Regional assessor of Social policies and Sports of Tuscany
- In office 13 June 1995 – 17 April 2000
- President: Vannino Chiti

President of the Regional Council of Tuscany
- In office 8 June 1993 – 7 June 1995
- Preceded by: Paolo Benelli
- Succeeded by: Angelo Passaleva

Member of the Regional Council of Tuscany
- In office 9 May 1990 – 17 April 2000

Personal details
- Born: 10 June 1962 (age 64) Florence, Italy
- Party: Italian Communist Party Democratic Party of the Left
- Occupation: Journalist

= Simone Siliani =

Italian politician

Simone Siliani (born 10 June 1962) is an Italian politician and journalist who served as president of the Regional Council of Tuscany from 1993 to 1995 and as a regional assessor in the Government of Tuscany from 1995 to 2000.

==Life and career==
Born in Florence, Siliani graduated in literature and philosophy and worked as a journalist for the magazine Testimonianze. He became involved in politics through the local peace movement and his collaboration with Ernesto Balducci. He joined the Italian Communist Party and also served as regional secretary of the Italian Communist Youth Federation. In 1985, he was elected municipal councillor in Fiesole.

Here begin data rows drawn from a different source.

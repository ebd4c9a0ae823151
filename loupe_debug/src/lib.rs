// Copyright 2026 the Loupe Authors
// SPDX-License-Identifier: Apache-2.0 OR MIT

//! Pretty-printing and JSON export for loupe session diagnostics.
//!
//! This crate provides [`TraceSink`](loupe_core::trace::TraceSink)
//! implementations for development and post-mortem analysis:
//!
//! - [`pretty::PrettyPrintSink`] — human-readable one-line-per-event
//!   output.
//! - [`json::JsonLinesSink`] — one JSON object per event, for offline
//!   inspection and tooling.

pub mod json;
pub mod pretty;
use std::path::Path;

use log::debug;

use crate::{emitter::CodeEmitter, rust_code_formatter::try_format, Result, Specification};

/// Generates the scanner program for the given specification.
///
/// The program is not wrapped in a module, so it can be used as a complete source file.
/// Use [Generator] for more control over the output.
///
/// ```
/// use rslex_generate::{generate, LexRule, Specification};
///
/// let specification = Specification::new("words")
///     .add_rule(LexRule::new(r"[a-z]+", "return 1;"))
///     .add_rule(LexRule::new(r"\s+", ""));
/// let code = generate(&specification).unwrap();
/// assert!(code.contains("pub fn yy_scanner_builder() -> ScannerBuilder"));
/// ```
pub fn generate(specification: &Specification) -> Result<String> {
    Generator::new(specification).generate()
}

/// A configurable scanner generator.
///
/// ```no_run
/// use rslex_generate::{Generator, LexRule, Specification};
///
/// let specification = Specification::new("numbers").add_rule(LexRule::new("[0-9]+", "return 1;"));
/// Generator::new(&specification)
///     .wrap_in_module(true)
///     .write_to_file("numbers.rs")
///     .unwrap();
/// ```
#[derive(Debug, Clone, Copy)]
pub struct Generator<'a> {
    specification: &'a Specification,
    wrap_in_module: bool,
    format_output: bool,
}

impl<'a> Generator<'a> {
    /// Create a new generator for the specification.
    /// By default the output is not wrapped in a module, and written files are formatted.
    pub fn new(specification: &'a Specification) -> Self {
        Self {
            specification,
            wrap_in_module: false,
            format_output: true,
        }
    }

    /// Wrap the program in a module named after the package.
    /// This allows several scanners in one crate.
    pub fn wrap_in_module(mut self, wrap_in_module: bool) -> Self {
        self.wrap_in_module = wrap_in_module;
        self
    }

    /// Format written files with `rustfmt`.
    pub fn format_output(mut self, format_output: bool) -> Self {
        self.format_output = format_output;
        self
    }

    /// Generate the program.
    pub fn generate(&self) -> Result<String> {
        CodeEmitter::new(self.specification, self.wrap_in_module).emit()
    }

    /// Generate the program and write it to the given file.
    pub fn write_to_file<P: AsRef<Path>>(&self, path: P) -> Result<()> {
        let code = self.generate()?;
        let path = path.as_ref();
        std::fs::write(path, code)?;
        debug!("Wrote scanner '{}' to {}", self.specification.package_name, path.display());
        if self.format_output {
            try_format(path)?;
        }
        Ok(())
    }
}

#[cfg(test)]
mod tests {
    use super::*;
    use crate::LexRule;

    fn init() {
        let _ = env_logger::builder().is_test(true).try_init();
    }

    #[test]
    fn test_generate_is_deterministic() {
        init();
        let specification = Specification::new("det")
            .declare_start_condition("C", false)
            .declare_start_condition("B", true)
            .declare_start_condition("A", false)
            .add_rule(LexRule::new("x", "ECHO;").with_start_conditions(["A", "B"]));
        let first = generate(&specification).unwrap();
        for _ in 0..5 {
            assert_eq!(generate(&specification).unwrap(), first);
        }
        assert!(first.contains("start_conditions: &[3, 2],"));
    }

    #[test]
    fn test_write_to_file() {
        init();
        let specification =
            Specification::new("file").add_rule(LexRule::new("[0-9]+", "return 1;"));
        let generator = Generator::new(&specification)
            .wrap_in_module(true)
            .format_output(false);
        let dir = tempfile::tempdir().unwrap();
        let path = dir.path().join("file.rs");
        generator.write_to_file(&path).unwrap();
        let written = std::fs::read_to_string(&path).unwrap();
        assert_eq!(written, generator.generate().unwrap());
        assert!(written.contains("pub mod file {"));
    }

    #[test]
    fn test_write_to_missing_directory_fails() {
        init();
        let specification = Specification::new("file");
        let dir = tempfile::tempdir().unwrap();
        let path = dir.path().join("missing").join("file.rs");
        let error = Generator::new(&specification)
            .format_output(false)
            .write_to_file(path)
            .unwrap_err();
        assert!(matches!(error.kind(), crate::RslexErrorKind::IoError(_)));
    }
}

Siliani was elected to the Regional Council of Tuscany in the 1990 Tuscan regional election. During the legislature he served on several council committees and became president of the Regional Council in June 1993, replacing Paolo Benelli. He was re-elected in the 1995 Tuscan election as a member of the Democratic Party of the Left and subsequently joined the regional government as assessor for social policies and sports.

Siliani later served as a municipal assessor for culture in Florence from 1999 to 2006, during the administration led by mayor Leonardo Domenici.

After leaving elected office, he worked in the cultural heritage sector and collaborated with the Fondazione Culturale Responsabilità Etica. Between 2011 and 2016, he served as an adviser to the president of Tuscany, Enrico Rossi, and since 2016 he has been director of the Fondazione Finanza Etica.